О людях и книгах - страница 20



Последнее в этом смысле впечатление было связано с Чеславом Милошем. Мой университетский и библиотечный знакомец, полонист, год или два стажировался в Польше, это был год 76-й, 77-й. Он привез оттуда книжки и среди прочих – такую как бы даже не книжку, а что-то похожее на общую тетрадку в картонном переплете. Это была десятая перепечатка с десятой копии подпольного гектографического издания стихов Милоша с его портретом на обложке. Ничего нельзя было разобрать практически ни на портрете, ни в стихах, настолько буквы уже расплылись от бесконечного копирования. Но что дошло? Дошла легенда. Милош был человек легенды, и она была вот, совсем рядом. Это было совмещение времен, когда именно сейчас, оказывается, тоже могут происходить легендарные вещи. Я начал искать все милошевское, что можно найти. Все-таки у поляков Милош был не до конца закрыт, в антологиях можно было что-то отыскать (была такая замечательная антология, составленная Станиславом Гроховяком). Я стал читать, а потом, уже через много лет, даже немножко и переводил стихи, прозу Милоша. От тогдашнего открытия был, конечно, прямой путь к «Солидарности», к введению военного положения. Вот такой, собственно говоря, конец легенды. Который оказался новым началом, потому что потом пришел 1989 год (соответственно, сюжет нашего разговора – если не брать предков – укладывается примерно между серединой 1960-х и 1989–1990 годами).

В 1989 году мы впервые с коллегами под предводительством Юрия Левады поехали за рубеж. Это было такое межуниверситетское сборище в Дубровнике, где собрались социологи всех стран бывшего – он еще не стал бывшим – социалистического лагеря, с тем чтобы поговорить о том, что происходит, – все явно и стремительно начало меняться. Причем было представлено поколение учителей, как Левада и как его коллеги, туда приехавшие, – чехи, поляки, венгры, болгары, – и было поколение нас, учеников, которые одновременно и учились у старших, и что-то рассказывали о том, как сами понимают происходящее. И вот в один из вечеров возвращаемся мы в гостиницу с этих своих занятий, а по телевизору в холле передают встречу Валенсы с правительством, как они заключают соглашение. И это, конечно, было замечательное, непередаваемое ощущение… Опять-таки это было опережающей надеждой. У нас еще только что-то зашевелилось, но мы сами еще оставались косными, сами пока еще только раскачивались, не осмеливаясь поверить в то, что действие возможно, изменение возможно. А тут это уже делалось реально. И это опять была история, которая происходит прямо на глазах и где соединяется их прошлое с их настоящим и наше прошлое с их настоящим. Здесь, конечно, много еще было наших, не осуществленных в свое время надежд. Вот такая история. Ничего другого, боюсь, нету.

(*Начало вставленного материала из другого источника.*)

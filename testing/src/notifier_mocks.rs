//! Notifier doubles.

#![allow(clippy::unwrap_used)] // Test infrastructure uses unwrap for simplicity
#![allow(clippy::missing_panics_doc)] // Panics only on a poisoned lock

use std::sync::{Arc, Mutex};
use std::time::Duration;
use volunteer_hub_core::notification::{Notifier, NotifyError, NotifyFuture, SignupNotice};

/// Which message a notice was sent as.
#[derive(Clone, Copy, Debug, PartialEq, Eq, Hash)]
pub enum NoticeKind {
    /// Sent to the volunteer
    VolunteerConfirmation,
    /// Sent to the organizer
    AdminAlert,
}

/// Notifier that keeps every message it is asked to send.
///
/// Clones share the same log.
#[derive(Clone, Debug, Default)]
pub struct RecordingNotifier {
    sent: Arc<Mutex<Vec<(NoticeKind, SignupNotice)>>>,
}

impl RecordingNotifier {
    /// Create an empty recorder
    #[must_use]
    pub fn new() -> Self {
        Self::default()
    }

    /// Everything sent so far, in order
    #[must_use]
    pub fn sent(&self) -> Vec<(NoticeKind, SignupNotice)> {
        self.sent.lock().unwrap().clone()
    }

    /// Notices of one kind
    #[must_use]
    pub fn sent_of(&self, kind: NoticeKind) -> Vec<SignupNotice> {
        self.sent
            .lock()
            .unwrap()
            .iter()
            .filter(|(k, _)| *k == kind)
            .map(|(_, notice)| notice.clone())
            .collect()
    }

    /// Wait until at least `count` messages were recorded or `timeout` passes.
    ///
    /// Returns whether the count was reached. Needed where the notices are
    /// sent from a detached task the test cannot join.
    pub async fn wait_for(&self, count: usize, timeout: Duration) -> bool {
        let deadline = tokio::time::Instant::now() + timeout;
        loop {
            if self.sent.lock().unwrap().len() >= count {
                return true;
            }
            if tokio::time::Instant::now() >= deadline {
                return false;
            }
            tokio::time::sleep(Duration::from_millis(5)).await;
        }
    }

    fn record(&self, kind: NoticeKind, notice: &SignupNotice) {
        self.sent.lock().unwrap().push((kind, notice.clone()));
    }
}

impl Notifier for RecordingNotifier {
    fn volunteer_confirmation<'a>(&'a self, notice: &'a SignupNotice) -> NotifyFuture<'a> {
        Box::pin(async move {
            self.record(NoticeKind::VolunteerConfirmation, notice);
            Ok(())
        })
    }

    fn admin_alert<'a>(&'a self, notice: &'a SignupNotice) -> NotifyFuture<'a> {
        Box::pin(async move {
            self.record(NoticeKind::AdminAlert, notice);
            Ok(())
        })
    }
}

/// Notifier whose every send fails, counting attempts.
#[derive(Clone, Debug, Default)]
pub struct FailingNotifier {
    attempts: Arc<Mutex<usize>>,
}

impl FailingNotifier {
    /// Create a failing notifier
    #[must_use]
    pub fn new() -> Self {
        Self::default()
    }

    /// Sends attempted so far
    #[must_use]
    pub fn attempts(&self) -> usize {
        *self.attempts.lock().unwrap()
    }

    fn fail(&self) -> NotifyFuture<'_> {
        *self.attempts.lock().unwrap() += 1;
        Box::pin(async {
            Err(NotifyError::Transport(
                "421 service not available".to_string(),
            ))
        })
    }
}

impl Notifier for FailingNotifier {
    fn volunteer_confirmation<'a>(&'a self, _notice: &'a SignupNotice) -> NotifyFuture<'a> {
        self.fail()
    }

    fn admin_alert<'a>(&'a self, _notice: &'a SignupNotice) -> NotifyFuture<'a> {
        self.fail()
    }
}
//! Process-local [`EventStore`].
//!
//! Backs the server's `memory` backend and most of the test suite. Replace is
//! revision-checked exactly like the Postgres store, so races behave the same
//! way in both.

use crate::error::StoreError;
use crate::listing::EventQuery;
use crate::store::{EventStore, StoreFuture, StoredEvent};
use crate::types::{Event, EventId, Revision};
use std::collections::HashMap;
use std::sync::{Arc, PoisonError, RwLock, RwLockReadGuard, RwLockWriteGuard};

type Documents = HashMap<EventId, StoredEvent>;

/// In-memory event store.
///
/// Clones share the same documents. Contents are lost when the process exits.
///
/// # Example
///
/// ```
/// use volunteer_hub_core::memory::InMemoryEventStore;
///
/// let store = InMemoryEventStore::new();
/// assert!(store.is_empty());
/// ```
#[derive(Clone, Debug, Default)]
pub struct InMemoryEventStore {
    documents: Arc<RwLock<Documents>>,
}

impl InMemoryEventStore {
    /// Create a new empty store
    #[must_use]
    pub fn new() -> Self {
        Self::default()
    }

    /// Number of stored events
    #[must_use]
    pub fn len(&self) -> usize {
        self.read().len()
    }

    /// Check if the store is empty
    #[must_use]
    pub fn is_empty(&self) -> bool {
        self.read().is_empty()
    }

    /// Current document and revision, bypassing the async interface
    #[must_use]
    pub fn snapshot(&self, id: EventId) -> Option<StoredEvent> {
        self.read().get(&id).cloned()
    }

    /// Put an event in place directly, at [`Revision::INITIAL`].
    pub fn seed(&self, event: Event) {
        self.write().insert(
            event.id,
            StoredEvent {
                event,
                revision: Revision::INITIAL,
            },
        );
    }

    /// Edit a stored document in place and bump its revision, as another
    /// writer would. Returns the new revision, or `None` if it is absent.
    pub fn modify(&self, id: EventId, edit: impl FnOnce(&mut Event)) -> Option<Revision> {
        let mut documents = self.write();
        let stored = documents.get_mut(&id)?;
        edit(&mut stored.event);
        stored.revision = stored.revision.next();
        Some(stored.revision)
    }

    // A panic while holding the lock cannot leave a document half-written:
    // every mutation below is a single map operation.
    fn read(&self) -> RwLockReadGuard<'_, Documents> {
        self.documents.read().unwrap_or_else(PoisonError::into_inner)
    }

    fn write(&self) -> RwLockWriteGuard<'_, Documents> {
        self.documents.write().unwrap_or_else(PoisonError::into_inner)
    }

    fn insert_now(&self, event: Event) -> Result<Revision, StoreError> {
        let mut documents = self.write();
        if documents.contains_key(&event.id) {
            return Err(StoreError::Database(format!(
                "duplicate key: event {} already exists",
                event.id
            )));
        }
        documents.insert(
            event.id,
            StoredEvent {
                event,
                revision: Revision::INITIAL,
            },
        );
        Ok(Revision::INITIAL)
    }

    fn replace_now(&self, event: Event, expected: Revision) -> Result<Revision, StoreError> {
        let mut documents = self.write();
        let stored = documents
            .get_mut(&event.id)
            .ok_or(StoreError::NotFound(event.id))?;

        if stored.revision != expected {
            return Err(StoreError::Conflict {
                event_id: event.id,
                expected,
                actual: stored.revision,
            });
        }

        stored.event = event;
        stored.revision = expected.next();
        Ok(stored.revision)
    }

    fn query_now(&self, query: &EventQuery) -> Vec<Event> {
        let events: Vec<Event> = self
            .read()
            .values()
            .map(|stored| stored.event.clone())
            .collect();
        query.apply(events)
    }
}

impl EventStore for InMemoryEventStore {
    fn insert(&self, event: Event) -> StoreFuture<'_, Revision> {
        Box::pin(async move { self.insert_now(event) })
    }

    fn load(&self, id: EventId) -> StoreFuture<'_, Option<StoredEvent>> {
        Box::pin(async move { Ok(self.snapshot(id)) })
    }

    fn query(&self, query: EventQuery) -> StoreFuture<'_, Vec<Event>> {
        Box::pin(async move { Ok(self.query_now(&query)) })
    }

    fn replace(&self, event: Event, expected: Revision) -> StoreFuture<'_, Revision> {
        Box::pin(async move { self.replace_now(event, expected) })
    }

    fn remove(&self, id: EventId) -> StoreFuture<'_, bool> {
        Box::pin(async move { Ok(self.write().remove(&id).is_some()) })
    }

    fn ping(&self) -> StoreFuture<'_, ()> {
        Box::pin(async { Ok(()) })
    }
}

А что касается развития нашей социологии, действительно многое шло через поляков. Правда, восприимчивого народа в 1960–1970-е годы не так-то уж много было. Левада, конечно, Игорь Кон, Ядов, Грушин, Шляпентох… В 1990-е годы был такой биографический проект у Геннадия Батыгина «Советская социология в биографиях». И вышла большая книга, она называлась «Советская социология 1960-х годов в очерках и биографиях» – как-то так. Там поколение отцов-основателей рассказывает о том, как все начиналось. И в том числе там есть такая тема, Батыгин об этом специально расспрашивал, – что вы знали о западной социологии? Батыгин, к сожалению, умер, он многое, конечно, мог бы рассказать, потому что он специально собирал эту информацию. Его вопрос был: что вы знали о зарубежной социологии? Как выходили на книги? Были ли контакты? Насколько помню, Щепаньский тогда много значил для старшего поколения социологов, Клосковская, Внук-Липинский. Через «Пшеглёнд социологичный» шло много информации – и по теории, и по истории социологии, и по технологии исследований. В Польше раньше добрались до американской социологии, барьер запретов был пониже, много переводили – от классиков до новинок, многое начали пробовать и в теории и в эмпирии. И это касалось не только теоретической и общей социологии, но всяких отраслевых вещей.